Wow, Justin Wolfers reports on a new NBER paper (ungated) by Trent Alexander, Michael Davern and Betsey Stevenson, that finds big errors in Census data, especially for citizens 65 years and older.
What’s the source of the problem? The Census Bureau purposely messes with the microdata a little, to protect the identity of each individual. For instance, if they recode a 37-year-old expat Aussie living in Philadelphia as a 36-year-old, then it’s harder for you to look me up in the microdata, which protects my privacy. In order to make sure the data still give accurate estimates, it is important that they also recode a 36-year-old with similar characteristics as being 37. This gives you the gist of some of their “disclosure avoidance procedures.” While it may all sound a bit odd, if these procedures are done properly, the data will yield accurate estimates, while also protecting my identity. So far, so good.
But the problem arose because of a programming error in how the Census Bureau ran these procedures. The right response is obvious: fix the programs, and publish corrected data. Unfortunately, the Census Bureau has refused to correct the data.
The problem also runs a bit deeper. If the mistake were just the one shown in the above graph, it would be easy to simply re-scale the estimates so that there are no longer too many, say, 85-year-old men – just weight them down a bit. But it turns out that the same coding error also messes up the correlation between age and employment, or age and marital status (and, the authors suspect, possibly other correlations as well). When you break several correlations like this, there’s no easy statistical fix.
Worse still, the researchers find that related problems afflict the microdata released for other major data sources. All told, they’ve found similar errors in:
- The 2000 Decennial Census.
- The American Community Survey, which is the annual “mini-census” (errors exist in 2003-2006, but not 2001-02, or 2007-08).
- The Current Population Survey, which generates our main labor force statistics (errors exist for 2004-2009).
These microdata have been used in literally thousands of studies and countless policy discussions.

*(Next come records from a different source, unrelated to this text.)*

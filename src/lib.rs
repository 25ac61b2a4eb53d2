#![deny(missing_docs)]
// This Source Code Form is subject to the terms of the Mozilla Public
// License, v. 2.0. If a copy of the MPL was not distributed with this
// file, You can obtain one at http://mozilla.org/MPL/2.0/.

//! Mandelbrot explorer
//!
//! The Mandelbrot set is the set of points `c` on the complex plane
//! for which the orbit of zero under `z = z*z + c` stays bounded.  To
//! draw it, we take a rectangle of the plane, lay a grid of samples
//! over it, and iterate every sample until it either leaves a circle
//! of fixed radius (the divergence threshold) or runs out of
//! iterations.  The number of iterations a point survives is its
//! "velocity", and it is the number used to render the image.
//!
//! Every sample is independent of every other, so the grid is split
//! into rows and the rows are rendered on a pool of worker threads,
//! each writing only to a buffer it owns.  The finished rows are then
//! stitched back together in order.
//!
//! The same grid feeds two front ends: an interactive terminal view
//! that only cares whether a point escaped, and an exporter that
//! writes the iteration counts into an image file.

#[macro_use]
extern crate failure;
#[macro_use]
extern crate log;

pub mod bitmap;
pub mod complex;
pub mod errors;
pub mod escape;
pub mod export;
pub mod grid;
pub mod navigate;
pub mod planes;
pub mod scheduler;
pub mod settings;
pub mod terminal;

pub use errors::{Error, Result};
pub use escape::{evaluate, EscapeParams, EscapeResult, EscapeTime, Evaluator};
pub use grid::SampleGrid;
pub use navigate::Command;
pub use planes::{map_sample, Viewport};
pub use scheduler::{render, CancelToken, Scheduler, WorkUnit};
pub use settings::Settings;
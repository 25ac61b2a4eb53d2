// This Source Code Form is subject to the terms of the Mozilla Public
// License, v. 2.0. If a copy of the MPL was not distributed with this
// file, You can obtain one at http://mozilla.org/MPL/2.0/.

//! Interactive Mandelbrot explorer.  Navigate with w, a, s and d, zoom
//! in and out with e and q, and write a bitmap of the current view
//! with ` or ~.  Any other key quits.

use clap::App;
use log::{info, warn};
use mandelterm::export::{self, ExportFrame};
use mandelterm::planes::preview_shape;
use mandelterm::scheduler::NO_ROW;
use mandelterm::terminal::Terminal;
use mandelterm::{CancelToken, Command, Error, EscapeTime, Result, Scheduler, Settings, Viewport};
use std::sync::atomic::{AtomicBool, Ordering};
use std::time::Duration;

/// Run the export on a worker while the main thread watches the
/// keyboard for a cancel request.
fn export_cancellable(
    term: &mut Terminal,
    viewport: &Viewport,
    settings: &Settings,
) -> Result<ExportFrame> {
    let token = CancelToken::new();
    let scheduler = Scheduler::new(settings.threads).with_cancel(token.clone());
    let job = settings.job();
    let done = AtomicBool::new(false);

    let (outcome, watched) = crossbeam::scope(|spawner| {
        let handle = spawner.spawn(|_| {
            let outcome = export::export(viewport, &job, &scheduler, &EscapeTime);
            done.store(true, Ordering::SeqCst);
            outcome
        });
        let mut watched = Ok(());
        while !done.load(Ordering::SeqCst) {
            match term.poll_cancel(Duration::from_millis(100)) {
                Ok(true) => token.cancel(),
                Ok(false) => {}
                Err(e) => {
                    token.cancel();
                    watched = Err(e);
                    break;
                }
            }
        }
        let outcome = handle.join().unwrap_or_else(|_| {
            Err(Error::WorkerFailure {
                row: NO_ROW,
                reason: "export thread panicked".to_string(),
            })
        });
        (outcome, watched)
    })
    .map_err(|_| Error::WorkerFailure {
        row: NO_ROW,
        reason: "export thread panicked".to_string(),
    })?;
    watched?;
    outcome
}

fn explore(settings: &Settings) -> Result<()> {
    let mut term = Terminal::enter()?;
    let (cols, lines) = term.size()?;
    let mut viewport = Viewport::fit(cols, lines)?;
    let scheduler = Scheduler::new(settings.threads);
    let (rows, columns) = preview_shape(cols, lines);

    loop {
        let grid = scheduler.render(&viewport, rows, columns, settings.preview, &EscapeTime)?;
        term.draw(&grid)?;
        match term.read_command()? {
            Command::Quit => return Ok(()),
            Command::Export => {
                term.show_loading()?;
                let frame = export_cancellable(&mut term, &viewport, settings)?;
                info!("exported {}x{} from {:?}", frame.columns, frame.rows, frame.viewport);
                return Ok(());
            }
            command => viewport = viewport.apply(command),
        }
    }
}

fn main() {
    env_logger::init();
    let matches = App::new("mandelterm")
        .version("0.1.0")
        .about("Terminal Mandelbrot explorer")
        .args(&Settings::args())
        .get_matches();
    let settings = match Settings::from_matches(&matches) {
        Ok(settings) => settings,
        Err(e) => {
            eprintln!("{}", e);
            std::process::exit(1);
        }
    };

    match explore(&settings) {
        Ok(()) => {}
        Err(Error::Cancelled) => warn!("export cancelled, nothing written"),
        Err(e) => {
            eprintln!("Render failure: {}", e);
            std::process::exit(1);
        }
    }
}
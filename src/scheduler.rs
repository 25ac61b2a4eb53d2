//! Splits a sample grid into one work unit per row and renders the
//! rows on a small pool of scoped worker threads.
//!
//! Each worker pulls the next row from a shared queue, fills a buffer
//! it owns outright, and hands the finished units back through its
//! join handle.  Nothing is written to shared memory until every
//! worker has finished; the grid is then assembled by copying each
//! buffer into its row slot.  A row's contents depend only on the
//! viewport and its own index, so the grid comes out identical no
//! matter how many threads ran or in which order they finished.

use crate::errors::{Error, Result};
use crate::escape::{EscapeParams, EscapeResult, Evaluator};
use crate::grid::SampleGrid;
use crate::planes::{column_real, map_sample, row_imaginary, Viewport};
use crossbeam::thread::ScopedJoinHandle;
use itertools::iproduct;
use num::Complex;
use std::any::Any;
use std::panic::{self, AssertUnwindSafe};
use std::sync::atomic::{AtomicBool, Ordering};
use std::sync::{Arc, Mutex};

/// A shared flag that asks a render pass to stop at the next work
/// unit boundary.  Clones share the flag.
#[derive(Clone, Debug, Default)]
pub struct CancelToken(Arc<AtomicBool>);

impl CancelToken {
    /// A fresh, unset token.
    pub fn new() -> Self {
        CancelToken::default()
    }

    /// Request cancellation.
    pub fn cancel(&self) {
        self.0.store(true, Ordering::SeqCst);
    }

    /// Has cancellation been requested?
    pub fn is_cancelled(&self) -> bool {
        self.0.load(Ordering::SeqCst)
    }
}

/// One row of the grid and the buffer holding its results.
#[derive(Debug)]
pub struct WorkUnit {
    /// Which row of the grid this is.
    pub row: usize,
    /// One result per column, left to right.
    pub buffer: Vec<EscapeResult>,
}

impl WorkUnit {
    /// Render a single row.  The row's imaginary coordinate is
    /// computed once; only the real part changes along the row.
    pub fn render<E: Evaluator + ?Sized>(
        viewport: &Viewport,
        row: usize,
        columns: usize,
        params: EscapeParams,
        evaluator: &E,
    ) -> Result<WorkUnit> {
        let mut buffer = Vec::new();
        buffer
            .try_reserve_exact(columns)
            .map_err(|e| Error::WorkerFailure {
                row,
                reason: e.to_string(),
            })?;
        let im = row_imaginary(viewport, row);
        for column in 0..columns {
            let c = Complex::new(column_real(viewport, column), im);
            buffer.push(evaluator.evaluate(c, params));
        }
        Ok(WorkUnit { row, buffer })
    }
}

/// The row reported by a failure that happened outside any work unit.
pub const NO_ROW: usize = usize::MAX;

/// The parallel renderer.  Holds the worker count and the
/// cancellation token; the viewport and parameters are passed to each
/// render call so that one scheduler can serve every frame.
#[derive(Clone, Debug)]
pub struct Scheduler {
    threads: usize,
    cancel: CancelToken,
}

impl Default for Scheduler {
    fn default() -> Self {
        Scheduler::new(num_cpus::get())
    }
}

impl Scheduler {
    /// A scheduler running at most `threads` workers at once.  Zero is
    /// treated as one.
    pub fn new(threads: usize) -> Self {
        Scheduler {
            threads: threads.max(1),
            cancel: CancelToken::new(),
        }
    }

    /// Use an externally owned cancellation token.
    pub fn with_cancel(mut self, cancel: CancelToken) -> Self {
        self.cancel = cancel;
        self
    }

    /// The upper bound on concurrent workers.
    pub fn threads(&self) -> usize {
        self.threads
    }

    /// The token this scheduler checks between work units.
    pub fn cancel_token(&self) -> &CancelToken {
        &self.cancel
    }

    /// The single-threaded reference renderer.  Produces exactly the
    /// grid `render` does, one sample at a time.
    pub fn render_serial<E: Evaluator + ?Sized>(
        &self,
        viewport: &Viewport,
        rows: usize,
        columns: usize,
        params: EscapeParams,
        evaluator: &E,
    ) -> Result<SampleGrid> {
        check_dimensions(viewport, rows, columns)?;
        let samples = iproduct!(0..rows, 0..columns)
            .map(|(row, column)| evaluator.evaluate(map_sample(viewport, row, column), params))
            .collect();
        Ok(SampleGrid::from_samples(rows, columns, samples))
    }

    /// The multi-threaded renderer.  Rows are queued and picked off by
    /// at most `threads` workers.  Fails as a whole if any row fails,
    /// and with `Cancelled` if the token is set before all rows have
    /// been claimed.
    pub fn render<E: Evaluator + ?Sized>(
        &self,
        viewport: &Viewport,
        rows: usize,
        columns: usize,
        params: EscapeParams,
        evaluator: &E,
    ) -> Result<SampleGrid> {
        check_dimensions(viewport, rows, columns)?;
        let workers = self.threads.min(rows);
        debug!(
            "rendering {}x{} samples on {} workers (cap {}, threshold {})",
            columns, rows, workers, params.iteration_cap, params.divergence_threshold
        );

        let queue = Mutex::new(0..rows);
        let failed = AtomicBool::new(false);

        let outcomes: Vec<Result<Vec<WorkUnit>>> = {
            let (queue, failed) = (&queue, &failed);
            let cancel = &self.cancel;
            crossbeam::scope(|spawner| {
                let handles: Vec<ScopedJoinHandle<Result<Vec<WorkUnit>>>> = (0..workers)
                    .map(|worker| {
                        spawner.spawn(move |_| {
                            let mut units: Vec<WorkUnit> = vec![];
                            loop {
                                if cancel.is_cancelled() {
                                    return Err(Error::Cancelled);
                                }
                                if failed.load(Ordering::SeqCst) {
                                    break;
                                }
                                let row = {
                                    queue
                                        .lock()
                                        .unwrap_or_else(|poisoned| poisoned.into_inner())
                                        .next()
                                };
                                let row = match row {
                                    Some(row) => row,
                                    None => break,
                                };
                                trace!("worker {} takes row {}", worker, row);
                                let rendered = panic::catch_unwind(AssertUnwindSafe(|| {
                                    WorkUnit::render(viewport, row, columns, params, evaluator)
                                }))
                                .unwrap_or_else(|payload| {
                                    Err(Error::WorkerFailure {
                                        row,
                                        reason: panic_message(payload.as_ref()),
                                    })
                                });
                                match rendered {
                                    Ok(unit) => units.push(unit),
                                    Err(e) => {
                                        failed.store(true, Ordering::SeqCst);
                                        return Err(e);
                                    }
                                }
                            }
                            Ok(units)
                        })
                    })
                    .collect();

                handles
                    .into_iter()
                    .map(|handle| {
                        handle.join().unwrap_or_else(|payload| {
                            Err(Error::WorkerFailure {
                                row: NO_ROW,
                                reason: panic_message(payload.as_ref()),
                            })
                        })
                    })
                    .collect::<Vec<Result<Vec<WorkUnit>>>>()
            })
            .map_err(|payload| Error::WorkerFailure {
                row: NO_ROW,
                reason: panic_message(payload.as_ref()),
            })?
        };

        let samples = assemble(gather(outcomes)?, rows, columns)?;
        Ok(SampleGrid::from_samples(rows, columns, samples))
    }
}

/// Render a grid with a default scheduler: one worker per available
/// core.
pub fn render<E: Evaluator + ?Sized>(
    viewport: &Viewport,
    rows: usize,
    columns: usize,
    params: EscapeParams,
    evaluator: &E,
) -> Result<SampleGrid> {
    Scheduler::default().render(viewport, rows, columns, params, evaluator)
}

fn check_dimensions(viewport: &Viewport, rows: usize, columns: usize) -> Result<()> {
    viewport.validate()?;
    if rows == 0 || columns == 0 {
        return Err(Error::InvalidViewport(format!(
            "Cannot render a {}x{} grid",
            columns, rows
        )));
    }
    Ok(())
}

/// Collapse the per-worker outcomes into one list of finished units
/// or one error.  A failed row outranks cancellation, and among
/// failed rows the lowest index is reported, so the error does not
/// depend on scheduling order.
fn gather(outcomes: Vec<Result<Vec<WorkUnit>>>) -> Result<Vec<WorkUnit>> {
    let mut units = vec![];
    let mut failure: Option<Error> = None;
    let mut cancelled = false;
    for outcome in outcomes {
        match outcome {
            Ok(mut done) => units.append(&mut done),
            Err(Error::Cancelled) => cancelled = true,
            Err(Error::WorkerFailure { row, reason }) => {
                let lower = match &failure {
                    Some(Error::WorkerFailure { row: seen, .. }) => row < *seen,
                    _ => true,
                };
                if lower {
                    failure = Some(Error::WorkerFailure { row, reason });
                }
            }
            Err(e) => {
                if failure.is_none() {
                    failure = Some(e);
                }
            }
        }
    }
    if let Some(e) = failure {
        return Err(e);
    }
    if cancelled {
        warn!("render cancelled after {} rows", units.len());
        return Err(Error::Cancelled);
    }
    Ok(units)
}

/// Copy the finished rows into one row-major buffer.  Units are
/// placed in row order and each row buffer is released as soon as it
/// has been copied.
fn assemble(mut units: Vec<WorkUnit>, rows: usize, columns: usize) -> Result<Vec<EscapeResult>> {
    let size = rows.checked_mul(columns).ok_or_else(|| Error::WorkerFailure {
        row: NO_ROW,
        reason: format!("a {}x{} grid does not fit in memory", columns, rows),
    })?;
    let mut samples = Vec::new();
    samples.try_reserve_exact(size).map_err(|e| Error::WorkerFailure {
        row: NO_ROW,
        reason: e.to_string(),
    })?;
    units.sort_unstable_by_key(|unit| unit.row);
    for unit in units {
        samples.extend(unit.buffer);
    }
    Ok(samples)
}

fn panic_message(payload: &(dyn Any + Send)) -> String {
    if let Some(s) = payload.downcast_ref::<&str>() {
        s.to_string()
    } else if let Some(s) = payload.downcast_ref::<String>() {
        s.clone()
    } else {
        "worker panicked".to_string()
    }
}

Although there is little chance of that common sense reform being adopted in time for the 2010 Census, the Census Bureau should collect data to adjust for the Census miscount. The Census Bureau has the unique ability to obtain and provide corrected data without the restrictions that limit access to home addresses for incarcerated populations. As a result, the Census Bureau is in the best position to correct its own practice of miscounting prisoners.
E. Barandiaran,
While your comment is mildly topical, I have to complete disagree. As the author has noted, literally thousands and thousands of papers are based on census data. To recall each and everyone would be premature and to call into question every conclusion derived from them would put a massive crater in economic knowledge. We have no idea what the net effect of these data errors were on research. For some estimated paramaters it could strenghten conclusions, for others it may have little to no effect. Still others may end up with coefficients whose sign changes entirely, we simmply don’t know. Obviously the best thing to do is for the Census Bureau to fix the data, but short of that there are better things to do than throwing out a decade worth of research inclduing comparing paramaters estimated in papers during the error ridden period to the same or similar paramaters estimated using data from earlier, unaffected census data or from other sources. Papers with conclusions supported by sound theory are less suspicous. Care should be taken when a paper’s conclusions run counter to established theory or rely on unconventional models or assumptions.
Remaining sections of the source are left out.